Title 24
ARTICLE 73
Security Breaches and Personal Information
24-73-101. Governmental entity – disposal of personal identifying information – policy – definitions.
(1) Each governmental entity in the state that maintains paper or electronic documents during the course of business that contain personal identifying information shall develop a written policy for the destruction or proper disposal of those paper and electronic documents containing personal identifying information. Unless otherwise required by state or federal law or regulation, the written policy must require that, when such paper or electronic documents are no longer needed, the governmental entity destroy or arrange for the destruction of such paper and electronic documents within its custody or control that contain personal identifying information by shredding, erasing, or otherwise modifying the personal identifying information in the paper or electronic documents to make the personal identifying information unreadable or indecipherable through any means.
(2) A governmental entity that is regulated by state or federal law and that maintains procedures for disposal of personal identifying information pursuant to the laws, rules, regulations, guidances, or guidelines established by its state or federal regulator is in compliance with this section.

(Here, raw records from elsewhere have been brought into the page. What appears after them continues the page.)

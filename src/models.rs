// Board domain model - projects, columns, items and their workflow linkage

use serde::{Deserialize, Serialize};

pub type ProjectId = u64;
pub type ColumnId = u64;
pub type ItemId = u64;

/// A board with its columns in display order.
#[derive(Debug, Clone, PartialEq, Eq, Serialize, Deserialize)]
pub struct Project {
    pub id: ProjectId,
    pub name: String,
    /// Columns in creation order; this crate never reorders them.
    pub columns: Vec<Column>,
}

/// A named column and its items.
///
/// The name doubles as the semantic key for the transition engine
/// (matched case-insensitively against the canonical column states).
#[derive(Debug, Clone, PartialEq, Eq, Serialize, Deserialize)]
pub struct Column {
    pub id: ColumnId,
    pub name: String,
    pub project_id: ProjectId,
    /// Items ascending by `order`, ties broken by id.
    pub items: Vec<Item>,
}

/// Linked issue reference, fully populated or absent as a whole.
#[derive(Debug, Clone, PartialEq, Eq, Serialize, Deserialize)]
pub struct IssueRef {
    pub id: u64,
    pub number: u64,
    pub url: String,
}

/// Linked pull request reference.
#[derive(Debug, Clone, PartialEq, Eq, Serialize, Deserialize)]
pub struct PullRequestRef {
    pub id: u64,
    pub number: u64,
}

/// A single board item.
///
/// `order` is a sparse per-column sequence number: strictly increasing as
/// items are appended, swapped (not renumbered) on reorder, and left with
/// gaps after deletes.
#[derive(Debug, Clone, PartialEq, Eq, Serialize, Deserialize)]
pub struct Item {
    pub id: ItemId,
    pub name: String,
    pub column_id: ColumnId,
    pub order: i64,
    #[serde(default, skip_serializing_if = "Option::is_none")]
    pub issue: Option<IssueRef>,
    #[serde(default, skip_serializing_if = "Option::is_none")]
    pub branch: Option<String>,
    #[serde(default, skip_serializing_if = "Option::is_none")]
    pub pull_request: Option<PullRequestRef>,
}

impl Item {
    pub fn new(id: ItemId, name: impl Into<String>, column_id: ColumnId, order: i64) -> Self {
        Self {
            id,
            name: name.into(),
            column_id,
            order,
            issue: None,
            branch: None,
            pull_request: None,
        }
    }
}
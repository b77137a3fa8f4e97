use thiserror::Error;

use crate::engine::move_engine::Direction;
use crate::github::GitHubError;
use crate::models::ItemId;
use crate::store::{Entity, StorageError};

/// Failures of the move engine and the transition state machine.
#[derive(Debug, Error)]
pub enum BoardError {
    #[error("invalid move direction '{0}'")]
    InvalidDirection(String),
    #[error("cannot move {direction} from column '{column}'")]
    BoundaryExceeded { direction: Direction, column: String },
    #[error("{entity} {id} not found")]
    NotFound { entity: Entity, id: u64 },
    #[error("item {item} has no linked {field}")]
    MissingLinkage {
        item: ItemId,
        field: &'static str,
    },
    #[error("item name must not be empty")]
    InvalidItemName,
    #[error("storage operation failed: {0}")]
    Storage(StorageError),
    #[error("workflow gateway call failed: {0}")]
    Gateway(#[from] GitHubError),
}

impl From<StorageError> for BoardError {
    fn from(err: StorageError) -> Self {
        match err {
            StorageError::NotFound { entity, id } => BoardError::NotFound { entity, id },
            other => BoardError::Storage(other),
        }
    }
}

impl BoardError {
    /// Client errors are the caller's to fix; everything else is a
    /// server-side failure.
    pub fn is_client_error(&self) -> bool {
        matches!(
            self,
            BoardError::InvalidDirection(_)
                | BoardError::BoundaryExceeded { .. }
                | BoardError::NotFound { .. }
                | BoardError::MissingLinkage { .. }
                | BoardError::InvalidItemName
        )
    }
}
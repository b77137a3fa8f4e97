use serde::{Deserialize, Serialize};

/// Issue created through the gateway.
#[derive(Debug, Clone, PartialEq, Eq, Serialize, Deserialize)]
pub struct CreatedIssue {
    pub id: u64,
    pub number: u64,
    pub url: String,
}

/// A repository branch and the commit it points at.
#[derive(Debug, Clone, PartialEq, Eq, Serialize, Deserialize)]
pub struct Branch {
    pub name: String,
    pub sha: String,
}

/// Pull request created through the gateway.
#[derive(Debug, Clone, Copy, PartialEq, Eq, Serialize, Deserialize)]
pub struct CreatedPullRequest {
    pub id: u64,
    pub number: u64,
}
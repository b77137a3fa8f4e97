// Ordered item store contract - the persistence seam the engine depends on

pub mod memory;

use async_trait::async_trait;
use thiserror::Error;

use crate::models::{Column, ColumnId, Item, ItemId, Project, ProjectId};

pub use memory::MemoryStore;

/// Entities a storage lookup can miss.
#[derive(Debug, Clone, Copy, PartialEq, Eq)]
pub enum Entity {
    Project,
    Column,
    Item,
}

impl std::fmt::Display for Entity {
    fn fmt(&self, f: &mut std::fmt::Formatter<'_>) -> std::fmt::Result {
        match self {
            Entity::Project => write!(f, "project"),
            Entity::Column => write!(f, "column"),
            Entity::Item => write!(f, "item"),
        }
    }
}

#[derive(Debug, Error)]
pub enum StorageError {
    #[error("{entity} {id} not found")]
    NotFound { entity: Entity, id: u64 },
    #[error("storage backend error: {0}")]
    Backend(String),
}

/// Read/write operations on the board's persisted state.
///
/// Pure data access: order assignment on append is the only semantics an
/// implementation owns (`max(existing) + 1`, or 1 for an empty column).
/// Placement and transition logic live in the engine.
#[async_trait]
pub trait BoardStore: Send + Sync {
    async fn project(&self, id: ProjectId) -> Result<Project, StorageError>;

    async fn column(&self, id: ColumnId) -> Result<Column, StorageError>;

    async fn columns_for_project(&self, project_id: ProjectId)
        -> Result<Vec<Column>, StorageError>;

    async fn item(&self, id: ItemId) -> Result<Item, StorageError>;

    /// Append a new item to a column, assigning the next order value.
    async fn append_item(&self, name: &str, column_id: ColumnId) -> Result<Item, StorageError>;

    /// Replace the stored item under `id` with `item`, returning the stored state.
    async fn update_item(&self, id: ItemId, item: &Item) -> Result<Item, StorageError>;

    /// Delete an item. Remaining orders in its column are not renumbered.
    async fn delete_item(&self, id: ItemId) -> Result<(), StorageError>;

    /// The order value the next append to this column would receive.
    async fn next_order_value(&self, column_id: ColumnId) -> Result<i64, StorageError>;
}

(3) Unless a governmental entity specifically contracts with a recycler or disposal firm for destruction of documents that contain personal identifying information, nothing in this section requires a recycler or disposal firm to verify that the documents contained in the products it receives for disposal or recycling have been properly destroyed or disposed of as required by this section.

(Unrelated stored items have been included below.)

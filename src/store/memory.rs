// In-memory BoardStore - reference implementation for tests and embedded use

use std::collections::HashMap;

use async_trait::async_trait;
use tokio::sync::Mutex;

use crate::models::{Column, ColumnId, Item, ItemId, Project, ProjectId};
use crate::store::{BoardStore, Entity, StorageError};

#[derive(Debug)]
struct ProjectRecord {
    id: ProjectId,
    name: String,
    column_ids: Vec<ColumnId>,
}

#[derive(Debug)]
struct ColumnRecord {
    id: ColumnId,
    name: String,
    project_id: ProjectId,
}

#[derive(Debug, Default)]
struct Inner {
    projects: HashMap<ProjectId, ProjectRecord>,
    columns: HashMap<ColumnId, ColumnRecord>,
    items: HashMap<ItemId, Item>,
    next_id: u64,
}

impl Inner {
    fn allocate_id(&mut self) -> u64 {
        self.next_id += 1;
        self.next_id
    }

    /// Items of a column ascending by (order, id).
    fn column_items(&self, column_id: ColumnId) -> Vec<Item> {
        let mut items: Vec<Item> = self
            .items
            .values()
            .filter(|item| item.column_id == column_id)
            .cloned()
            .collect();
        items.sort_by_key(|item| (item.order, item.id));
        items
    }

    fn next_order(&self, column_id: ColumnId) -> i64 {
        self.items
            .values()
            .filter(|item| item.column_id == column_id)
            .map(|item| item.order)
            .max()
            .map_or(1, |max| max + 1)
    }

    fn materialize_column(&self, record: &ColumnRecord) -> Column {
        Column {
            id: record.id,
            name: record.name.clone(),
            project_id: record.project_id,
            items: self.column_items(record.id),
        }
    }
}

/// In-memory board store guarded by a single async mutex.
///
/// Keeps the persistence semantics the engine relies on (append order
/// assignment, no renumbering on delete) without any wire protocol.
#[derive(Debug, Default)]
pub struct MemoryStore {
    inner: Mutex<Inner>,
}

impl MemoryStore {
    pub fn new() -> Self {
        Self::default()
    }

    /// Seed a project, returning its id.
    pub async fn add_project(&self, name: &str) -> ProjectId {
        let mut inner = self.inner.lock().await;
        let id = inner.allocate_id();
        inner.projects.insert(
            id,
            ProjectRecord {
                id,
                name: name.to_string(),
                column_ids: Vec::new(),
            },
        );
        id
    }

    /// Seed a column at the end of a project's column sequence.
    pub async fn add_column(&self, project_id: ProjectId, name: &str) -> ColumnId {
        let mut inner = self.inner.lock().await;
        let id = inner.allocate_id();
        inner.columns.insert(
            id,
            ColumnRecord {
                id,
                name: name.to_string(),
                project_id,
            },
        );
        if let Some(project) = inner.projects.get_mut(&project_id) {
            project.column_ids.push(id);
        }
        id
    }
}

#[async_trait]
impl BoardStore for MemoryStore {
    async fn project(&self, id: ProjectId) -> Result<Project, StorageError> {
        let inner = self.inner.lock().await;
        let record = inner.projects.get(&id).ok_or(StorageError::NotFound {
            entity: Entity::Project,
            id,
        })?;
        let columns = record
            .column_ids
            .iter()
            .filter_map(|column_id| inner.columns.get(column_id))
            .map(|column| inner.materialize_column(column))
            .collect();
        Ok(Project {
            id: record.id,
            name: record.name.clone(),
            columns,
        })
    }

    async fn column(&self, id: ColumnId) -> Result<Column, StorageError> {
        let inner = self.inner.lock().await;
        let record = inner.columns.get(&id).ok_or(StorageError::NotFound {
            entity: Entity::Column,
            id,
        })?;
        Ok(inner.materialize_column(record))
    }

    async fn columns_for_project(
        &self,
        project_id: ProjectId,
    ) -> Result<Vec<Column>, StorageError> {
        let inner = self.inner.lock().await;
        let record = inner
            .projects
            .get(&project_id)
            .ok_or(StorageError::NotFound {
                entity: Entity::Project,
                id: project_id,
            })?;
        Ok(record
            .column_ids
            .iter()
            .filter_map(|column_id| inner.columns.get(column_id))
            .map(|column| inner.materialize_column(column))
            .collect())
    }

    async fn item(&self, id: ItemId) -> Result<Item, StorageError> {
        let inner = self.inner.lock().await;
        inner
            .items
            .get(&id)
            .cloned()
            .ok_or(StorageError::NotFound {
                entity: Entity::Item,
                id,
            })
    }

    async fn append_item(&self, name: &str, column_id: ColumnId) -> Result<Item, StorageError> {
        let mut inner = self.inner.lock().await;
        if !inner.columns.contains_key(&column_id) {
            return Err(StorageError::NotFound {
                entity: Entity::Column,
                id: column_id,
            });
        }
        let order = inner.next_order(column_id);
        let id = inner.allocate_id();
        let item = Item::new(id, name, column_id, order);
        inner.items.insert(id, item.clone());
        Ok(item)
    }

    async fn update_item(&self, id: ItemId, item: &Item) -> Result<Item, StorageError> {
        let mut inner = self.inner.lock().await;
        if !inner.items.contains_key(&id) {
            return Err(StorageError::NotFound {
                entity: Entity::Item,
                id,
            });
        }
        if !inner.columns.contains_key(&item.column_id) {
            return Err(StorageError::NotFound {
                entity: Entity::Column,
                id: item.column_id,
            });
        }
        let mut stored = item.clone();
        stored.id = id;
        inner.items.insert(id, stored.clone());
        Ok(stored)
    }

    async fn delete_item(&self, id: ItemId) -> Result<(), StorageError> {
        let mut inner = self.inner.lock().await;
        inner.items.remove(&id).ok_or(StorageError::NotFound {
            entity: Entity::Item,
            id,
        })?;
        Ok(())
    }

    async fn next_order_value(&self, column_id: ColumnId) -> Result<i64, StorageError> {
        let inner = self.inner.lock().await;
        if !inner.columns.contains_key(&column_id) {
            return Err(StorageError::NotFound {
                entity: Entity::Column,
                id: column_id,
            });
        }
        Ok(inner.next_order(column_id))
    }
}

(4) For the purposes of this section and section 24-73-102, unless the context otherwise requires:
(a) “Governmental entity” means the state and any state agency or institution, including the judicial department, county, city and county, incorporated city or town, school district, special improvement district, authority, and every other kind of district, instrumentality, or political subdivision of the state organized pursuant to law. “Governmental entity” includes entities governed by home rule charters. “Governmental entity” does not include an entity acting as a third-party service provider as defined in section 24-73-102.
(b) “Personal identifying information” means a social security number; a personal identification number; a password; a pass code; an official state or government-issued driver’s license or identification card number; a government passport number; biometric data, as defined in section 24-73-103 (1)(a); an employer, student, or military identification number; or a financial transaction device, as defined in section 18-5-701 (3).
24-73-102. Governmental entity – protection of personal identifying information – definition.
(1) To protect personal identifying information, as defined in section 24-73-101 (4)(b), from unauthorized access, use, modification, disclosure, or destruction, a governmental entity that maintains, owns, or licenses personal identifying information shall implement and maintain reasonable security procedures and practices that are appropriate to the nature of the personal identifying information and the nature and size of the governmental entity.
(2) Unless a governmental entity agrees to provide its own security protection for the information it discloses to a third-party service provider, the governmental entity shall require that the third-party service provider implement and maintain reasonable security procedures and practices that are:
(a) Appropriate to the nature of the personal identifying information disclosed to the third-party service provider; and
(b) Reasonably designed to help protect the personal identifying information from unauthorized access, use, modification, disclosure, or destruction.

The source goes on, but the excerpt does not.